Rose Sherwood (BA '07, MA '09) spoke at the annual Philosophy Awards Ceremony about how philosophy has made a difference in her life.
This speech has been edited and condensed.
Congratulations on making the huge choice to pursue philosophy. I’m sure you’ve had one or two well-meaning individuals look over your shoulder and ask whether or not you should be considering something more ... practical. But there are some of us for whom this argument simply doesn’t apply. Nothing could diminish the love that I have for this ancient and yet entirely relevant discipline.
While philosophy had stolen my heart, it wasn’t my first love. Teaching has been my dream since before I can remember. So I started university as a student in math, hoping to get a degree in something practical. Something I could teach to kids. Math. A subject people can clearly identify as crucial for a successful life. But, as hard as I tried, I just couldn’t love math as much as I loved philosophy.
So I did a bachelor’s degree in philosophy. When I graduated from Waterloo, I was forced to come back down to earth and get on with my life. I attended teachers’ college and was smacked in the face with the reality that there were very few jobs available for teachers. This gave me the perfect excuse to come back and do my master’s thesis. I was simultaneously ecstatic and terrified at the prospect of devoting a year or two of my life to writing about one question.
That question came to me as I huddled in a narrow hallway that led to a small bedroom. Inside the bedroom was a small, round pool. Into that pool was born my niece. My sister had given me the honour of witnessing the birth of her daughter and there would be no turning back. For nine months, we had been theoretically aware of this other being inside her, but now there was much more than theory. There was blood and crying and tiny grasping hands and overwhelming adoration. Within the boundaries of one self, another self had formed. I could not comprehend this transformation and could not find a proper category for this experience. So I decided to write my thesis about it.
Writing my thesis was a transformative experience for me. It’s not that I was able to find the right way to understand pregnancy or that I could now explain exactly where the self of the woman ended and the self of the fetus started. Rather, I had honed my skills of synthesis and analysis. I found that I was able to see pregnancy through a new lens and grasp its complexity and marvelous mystery by seeing it from a clearer and more revealing perspective.

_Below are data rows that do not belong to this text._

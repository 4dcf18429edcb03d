//! HomeLink console
//!
//! Opens both boards, polls them on worker threads and accepts line commands
//! on stdin.

use std::path::PathBuf;

use anyhow::Context;
use clap::Parser;
use homelink_core::prelude::*;
use serde::Serialize;
use tokio::io::{AsyncBufReadExt, BufReader};

mod commands;

use commands::{Board, ConsoleCommand, HELP};

/// Console for the HomeLink air conditioner and curtain boards
#[derive(Debug, Parser)]
#[command(name = "homelink")]
#[command(author, version, about, long_about = None)]
struct Cli {
    /// JSON configuration file
    #[arg(short, long)]
    config: Option<PathBuf>,

    /// Air conditioner port (overrides the configuration file)
    #[arg(long)]
    ac_port: Option<String>,

    /// Curtain board port (overrides the configuration file)
    #[arg(long)]
    curtain_port: Option<String>,

    /// Start the curtain board in simulation mode
    #[arg(long)]
    simulate: bool,

    /// Polling interval in milliseconds
    #[arg(long)]
    interval_ms: Option<u64>,
}

fn load_config(cli: &Cli) -> anyhow::Result<SystemConfig> {
    let mut config = match &cli.config {
        Some(path) => SystemConfig::load(path)
            .with_context(|| format!("loading configuration from {}", path.display()))?,
        None => SystemConfig::default(),
    };

    if let Some(port) = &cli.ac_port {
        config.air_conditioner.port_name = port.clone();
    }
    if let Some(port) = &cli.curtain_port {
        config.curtain.port_name = port.clone();
    }
    if let Some(interval) = cli.interval_ms {
        config.poll_interval_ms = interval;
    }
    config.simulate_curtain |= cli.simulate;
    Ok(config)
}

fn init_tracing(level: &str) {
    tracing_subscriber::fmt()
        .with_env_filter(
            tracing_subscriber::EnvFilter::try_from_default_env().unwrap_or_else(|_| {
                format!("homelink={level},homelink_core={level}").into()
            }),
        )
        .init();
}

#[tokio::main]
async fn main() -> anyhow::Result<()> {
    let cli = Cli::parse();
    let config = load_config(&cli)?;
    init_tracing(&config.log_level);

    let mut ac = AirConditioner::new(config.air_conditioner.clone());
    if let Err(e) = ac.connect() {
        tracing::error!(error = %e, "air conditioner unavailable");
    }

    let mut curtain = CurtainController::with_simulator(
        config.curtain.clone(),
        SensorSimulator::new(config.simulation),
    );
    if config.simulate_curtain {
        curtain.set_simulation_mode(true);
    } else if let Err(e) = curtain.connect() {
        tracing::error!(error = %e, "curtain board unavailable");
    }

    let interval = config.poll_interval();
    let ac = PollHandle::spawn(ac, interval).context("starting air conditioner worker")?;
    let curtain = PollHandle::spawn(curtain, interval).context("starting curtain worker")?;

    let mut ac_updates = ac.subscribe();
    let mut curtain_updates = curtain.subscribe();
    let mut lines = BufReader::new(tokio::io::stdin()).lines();

    println!("{HELP}");
    loop {
        tokio::select! {
            line = lines.next_line() => {
                let Some(line) = line? else { break };
                match ConsoleCommand::parse(&line) {
                    Ok(Some(ConsoleCommand::Quit)) => break,
                    Ok(Some(command)) => {
                        if let Err(e) = execute(command, &ac, &curtain).await {
                            println!("error: {e}");
                        }
                    }
                    Ok(None) => {}
                    Err(e) => println!("{e}"),
                }
            }
            Ok(()) = ac_updates.changed() => {
                let snapshot = ac_updates.borrow_and_update().clone();
                log_air_conditioner(&snapshot);
            }
            Ok(()) = curtain_updates.changed() => {
                let snapshot = curtain_updates.borrow_and_update().clone();
                log_curtain(&snapshot);
            }
        }
    }

    tracing::info!("shutting down");
    ac.shutdown()?;
    curtain.shutdown()?;
    Ok(())
}

async fn execute(
    command: ConsoleCommand,
    ac: &PollHandle<AirConditioner>,
    curtain: &PollHandle<CurtainController>,
) -> anyhow::Result<()> {
    match command {
        ConsoleCommand::SetTemperature(value) => {
            ac.set_desired_temp(value).await?;
            println!("target temperature {value:.1} sent");
        }
        ConsoleCommand::SetCurtain(value) => {
            let applied = curtain.set_curtain_status(value).await?;
            println!("curtain position {applied:.1} sent");
        }
        ConsoleCommand::Simulation(active) => {
            curtain.set_simulation_mode(active)?;
            println!("curtain simulation {}", if active { "on" } else { "off" });
        }
        ConsoleCommand::Connect(Board::AirConditioner) => {
            ac.connect(None).await?;
            println!("air conditioner connected");
        }
        ConsoleCommand::Connect(Board::Curtain) => {
            curtain.connect(None).await?;
            println!("curtain board connected");
        }
        ConsoleCommand::Status => {
            print_json(&ac.latest())?;
            print_json(&curtain.latest())?;
        }
        ConsoleCommand::Help => println!("{HELP}"),
        ConsoleCommand::Quit => {}
    }
    Ok(())
}

fn print_json(value: &impl Serialize) -> anyhow::Result<()> {
    println!("{}", serde_json::to_string_pretty(value)?);
    Ok(())
}

fn log_air_conditioner(snapshot: &DeviceSnapshot<AirConditionerState>) {
    let values = &snapshot.values;
    tracing::info!(
        health = ?snapshot.health_status,
        ambient = values.ambient_temperature,
        desired = values.desired_temperature,
        fan = values.fan_speed,
        "air conditioner"
    );
}

fn log_curtain(snapshot: &DeviceSnapshot<CurtainState>) {
    let values = &snapshot.values;
    tracing::info!(
        health = ?snapshot.health_status,
        simulated = values.simulation_active,
        position = values.curtain_position,
        temperature = values.outdoor_temperature,
        pressure = values.outdoor_pressure,
        light = values.light_intensity,
        "curtain"
    );
}

#[cfg(test)]
mod tests {
    use super::*;
    use std::io::{self, Write};
    use std::sync::{Arc, Mutex};

    #[derive(Clone, Default)]
    struct Captured(Arc<Mutex<Vec<u8>>>);

    impl Write for Captured {
        fn write(&mut self, buf: &[u8]) -> io::Result<usize> {
            self.0.lock().unwrap().extend_from_slice(buf);
            Ok(buf.len())
        }

        fn flush(&mut self) -> io::Result<()> {
            Ok(())
        }
    }

    fn snapshot<S>(device: &'static str, values: S) -> DeviceSnapshot<S> {
        DeviceSnapshot {
            device,
            connection: ConnectionState::Connected,
            health_status: HealthStatus::Healthy,
            health: LinkHealth::default(),
            cycles: 1,
            last_cycle: None,
            values,
        }
    }

    /// Output of `log` under the console's default "info" filter
    fn logged_at_default_level(log: impl FnOnce()) -> String {
        let level = SystemConfig::default().log_level;
        let captured = Captured::default();
        let writer = captured.clone();
        let subscriber = tracing_subscriber::fmt()
            .with_env_filter(format!("homelink={level}"))
            .with_writer(move || writer.clone())
            .with_ansi(false)
            .finish();
        tracing::subscriber::with_default(subscriber, log);
        let bytes = captured.0.lock().unwrap().clone();
        String::from_utf8(bytes).unwrap()
    }

    #[test]
    fn test_readings_visible_at_default_level() {
        let ac = snapshot(
            "air_conditioner",
            AirConditionerState {
                ambient_temperature: 21.5,
                ..Default::default()
            },
        );
        let output = logged_at_default_level(|| log_air_conditioner(&ac));
        assert!(output.contains("ambient=21.5"), "{output}");

        let curtain = snapshot(
            "curtain",
            CurtainState {
                light_intensity: 640.0,
                ..Default::default()
            },
        );
        let output = logged_at_default_level(|| log_curtain(&curtain));
        assert!(output.contains("light=640"), "{output}");
    }
}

Once I closed the book on that chapter of my life, I was turned back around to face reality. Since then, I’ve been doing life in the more usual way — working, having children, buying houses and learning how to be someone who is not a student. And here I am, asked to put into words the immeasurable value that studying philosophy has added to my life and what its study has to offer the world.
For one, the study of philosophy has taught me to love a life without answers. Some of my friends, and my parents’ friends, agonize over finding the right way, the true truth, a theory that will give them a black and white picture of the way things really are. This way of thinking can be dangerous. Meanwhile, philosophy offers an approach that finds paradoxes thrilling. I love it when our conclusions about reality seem to point in two opposite directions. This type of dissonance is a signpost for me that there is something beautiful just waiting to be uncovered. There is no diamond without the many different faces of which it is composed, each one reflecting the light in a unique way.
When I study the work of the brilliant minds that have shaped our culture, I am not learning the right answers to all of life’s questions. I am learning to open my mind and consider the perspective of someone who is different than me. Yes, here in the philosophy department we passionately debate who’s got it right and how, but it is not only the conclusion of the debate that matters — we are also concerned about the nature of the debate itself. It is the humility, the respect, the careful consideration and clarity that are shown by each side that warrants our admiration.
In a context where anti-intellectualism is on the rise, and our society is attempting to confine the philosopher to her ivory tower, the skills that we are learning here are sorely needed.
But while philosophical thinking is absolutely practical and can be applied in every area of life, it must not go unsaid that a love of thinking is valuable in and of itself. The pure pleasure of a well-crafted, elegant and finely tuned argument, or even just a selection of expertly chosen words held together within the boundaries of a profound idea, is reason enough to consider its pursuit a worthwhile endeavour.